[Exercise instructions] Search term "const": copy each line of the records that contains it.

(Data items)
______________________________

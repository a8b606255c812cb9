//! Spatial types shared between the runtime and its consumers.

use serde::{Deserialize, Serialize};

use crate::world::CHUNK_SIZE;

/// A position or offset in world space
#[derive(Debug, Clone, Copy, PartialEq, Default, Serialize, Deserialize)]
pub struct Vec3 {
    pub x: f64,
    pub y: f64,
    pub z: f64,
}

impl Vec3 {
    pub const ZERO: Vec3 = Vec3 { x: 0.0, y: 0.0, z: 0.0 };

    pub const fn new(x: f64, y: f64, z: f64) -> Self {
        Self { x, y, z }
    }

    /// Returns the centre of the block this position lies in
    pub fn block_centre(&self) -> Self {
        Self {
            x: self.x.floor() + 0.5,
            y: self.y.floor() + 0.5,
            z: self.z.floor() + 0.5,
        }
    }

    /// Returns the chunk column containing this position
    pub fn chunk(&self) -> ChunkPos {
        let size = CHUNK_SIZE as f64;
        ChunkPos::new((self.x / size).floor() as i32, (self.z / size).floor() as i32)
    }

    pub fn is_zero(&self) -> bool {
        self.x == 0.0 && self.y == 0.0 && self.z == 0.0
    }
}

impl std::ops::Add for Vec3 {
    type Output = Vec3;
    fn add(self, rhs: Vec3) -> Vec3 {
        Vec3 { x: self.x + rhs.x, y: self.y + rhs.y, z: self.z + rhs.z }
    }
}

impl std::ops::Sub for Vec3 {
    type Output = Vec3;
    fn sub(self, rhs: Vec3) -> Vec3 {
        Vec3 { x: self.x - rhs.x, y: self.y - rhs.y, z: self.z - rhs.z }
    }
}

impl std::fmt::Display for Vec3 {
    fn fmt(&self, f: &mut std::fmt::Formatter<'_>) -> std::fmt::Result {
        write!(f, "({:.2}, {:.2}, {:.2})", self.x, self.y, self.z)
    }
}

/// Yaw and pitch in degrees
#[derive(Debug, Clone, Copy, PartialEq, Default, Serialize, Deserialize)]
pub struct Rotation {
    pub yaw: f64,
    pub pitch: f64,
}

impl Rotation {
    pub const fn new(yaw: f64, pitch: f64) -> Self {
        Self { yaw, pitch }
    }

    /// Adds a delta, wrapping yaw into (-180, 180] and clamping pitch to [-90, 90]
    pub fn rotated(&self, dyaw: f64, dpitch: f64) -> Self {
        let mut yaw = (self.yaw + dyaw) % 360.0;
        if yaw > 180.0 {
            yaw -= 360.0;
        } else if yaw <= -180.0 {
            yaw += 360.0;
        }
        Self {
            yaw,
            pitch: (self.pitch + dpitch).clamp(-90.0, 90.0),
        }
    }
}

/// Axis-aligned bounding box relative to an entity's feet
#[derive(Debug, Clone, Copy, PartialEq, Serialize, Deserialize)]
pub struct BBox {
    pub min: Vec3,
    pub max: Vec3,
}

impl BBox {
    pub const fn new(min_x: f64, min_y: f64, min_z: f64, max_x: f64, max_y: f64, max_z: f64) -> Self {
        Self {
            min: Vec3::new(min_x, min_y, min_z),
            max: Vec3::new(max_x, max_y, max_z),
        }
    }

    pub fn height(&self) -> f64 {
        self.max.y - self.min.y
    }

    /// Scales the box around the feet position
    pub fn scaled(&self, scale: f64) -> Self {
        Self {
            min: Vec3::new(self.min.x * scale, self.min.y * scale, self.min.z * scale),
            max: Vec3::new(self.max.x * scale, self.max.y * scale, self.max.z * scale),
        }
    }
}

/// Horizontal chunk column coordinates
#[derive(Debug, Clone, Copy, PartialEq, Eq, Hash, Serialize, Deserialize)]
pub struct ChunkPos {
    pub x: i32,
    pub z: i32,
}

impl ChunkPos {
    pub const fn new(x: i32, z: i32) -> Self {
        Self { x, z }
    }

    pub fn distance_squared(&self, other: ChunkPos) -> i64 {
        let dx = (self.x - other.x) as i64;
        let dz = (self.z - other.z) as i64;
        dx * dx + dz * dz
    }

    /// Every chunk within `radius` chunks of this one (circular area)
    pub fn within_radius(&self, radius: i32) -> Vec<ChunkPos> {
        let r2 = (radius as i64) * (radius as i64);
        let mut chunks = Vec::new();
        for x in -radius..=radius {
            for z in -radius..=radius {
                let pos = ChunkPos::new(self.x + x, self.z + z);
                if self.distance_squared(pos) <= r2 {
                    chunks.push(pos);
                }
            }
        }
        chunks
    }
}

impl std::fmt::Display for ChunkPos {
    fn fmt(&self, f: &mut std::fmt::Formatter<'_>) -> std::fmt::Result {
        write!(f, "[{}, {}]", self.x, self.z)
    }
}

#[cfg(test)]
mod tests {
    use super::*;

    #[test]
    fn test_block_centre() {
        let pos = Vec3::new(10.2, 64.0, -3.7).block_centre();
        assert_eq!(pos, Vec3::new(10.5, 64.5, -3.5));
    }

    #[test]
    fn test_chunk_of_negative_position() {
        assert_eq!(Vec3::new(-0.1, 0.0, 15.9).chunk(), ChunkPos::new(-1, 0));
        assert_eq!(Vec3::new(16.0, 0.0, -16.0).chunk(), ChunkPos::new(1, -1));
    }

    #[test]
    fn test_rotation_wraps() {
        let rot = Rotation::new(170.0, 80.0).rotated(20.0, 20.0);
        assert!((rot.yaw - -170.0).abs() < 0.001);
        assert_eq!(rot.pitch, 90.0);
    }

    #[test]
    fn test_within_radius() {
        let centre = ChunkPos::new(0, 0);
        let chunks = centre.within_radius(1);
        // Circle of radius 1 is the centre plus its four neighbours
        assert_eq!(chunks.len(), 5);
        assert!(chunks.contains(&centre));
        assert!(!chunks.contains(&ChunkPos::new(1, 1)));
    }
}
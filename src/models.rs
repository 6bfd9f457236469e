//! Core data models for uploaded documents and their Q&A history.
//!
//! All types serialize with serde: the document store writes its entire
//! state through these shapes, so they double as the durable format.

use chrono::{DateTime, Utc};
use serde::{Deserialize, Serialize};

/// A contiguous slice of document text paired with its embedding vector.
///
/// Created once at ingestion time and immutable thereafter. Every chunk
/// of one document carries a vector of the same length (the dimensionality
/// the embedding provider produced at upload time).
#[derive(Debug, Clone, Serialize, Deserialize)]
pub struct Chunk {
    pub text: String,
    pub embedding: Vec<f32>,
}

/// One question/answer exchange against a document.
///
/// History is append-only; insertion order is chronological order.
#[derive(Debug, Clone, Serialize, Deserialize)]
pub struct HistoryEntry {
    pub question: String,
    pub answer: String,
    pub created_at: DateTime<Utc>,
}

/// An uploaded document: its chunks and its conversation history.
///
/// Owned exclusively by the document store. Created on successful upload,
/// mutated only by history append, never deleted.
#[derive(Debug, Clone, Serialize, Deserialize)]
pub struct Document {
    pub id: String,
    pub filename: String,
    pub chunks: Vec<Chunk>,
    pub history: Vec<HistoryEntry>,
    pub created_at: DateTime<Utc>,
}

/// Lightweight listing row: everything a client needs to show a document
/// without pulling its chunks and vectors over the wire.
#[derive(Debug, Clone, Serialize)]
pub struct DocumentSummary {
    pub id: String,
    pub filename: String,
    pub chunk_count: usize,
    pub history_count: usize,
    pub created_at: DateTime<Utc>,
}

______________________________

[Result for this task]
    pub const ZERO: Vec3 = Vec3 { x: 0.0, y: 0.0, z: 0.0 };
    pub const fn new(x: f64, y: f64, z: f64) -> Self {
    pub const fn new(yaw: f64, pitch: f64) -> Self {
    pub const fn new(min_x: f64, min_y: f64, min_z: f64, max_x: f64, max_y: f64, max_z: f64) -> Self {
    pub const fn new(x: i32, z: i32) -> Self {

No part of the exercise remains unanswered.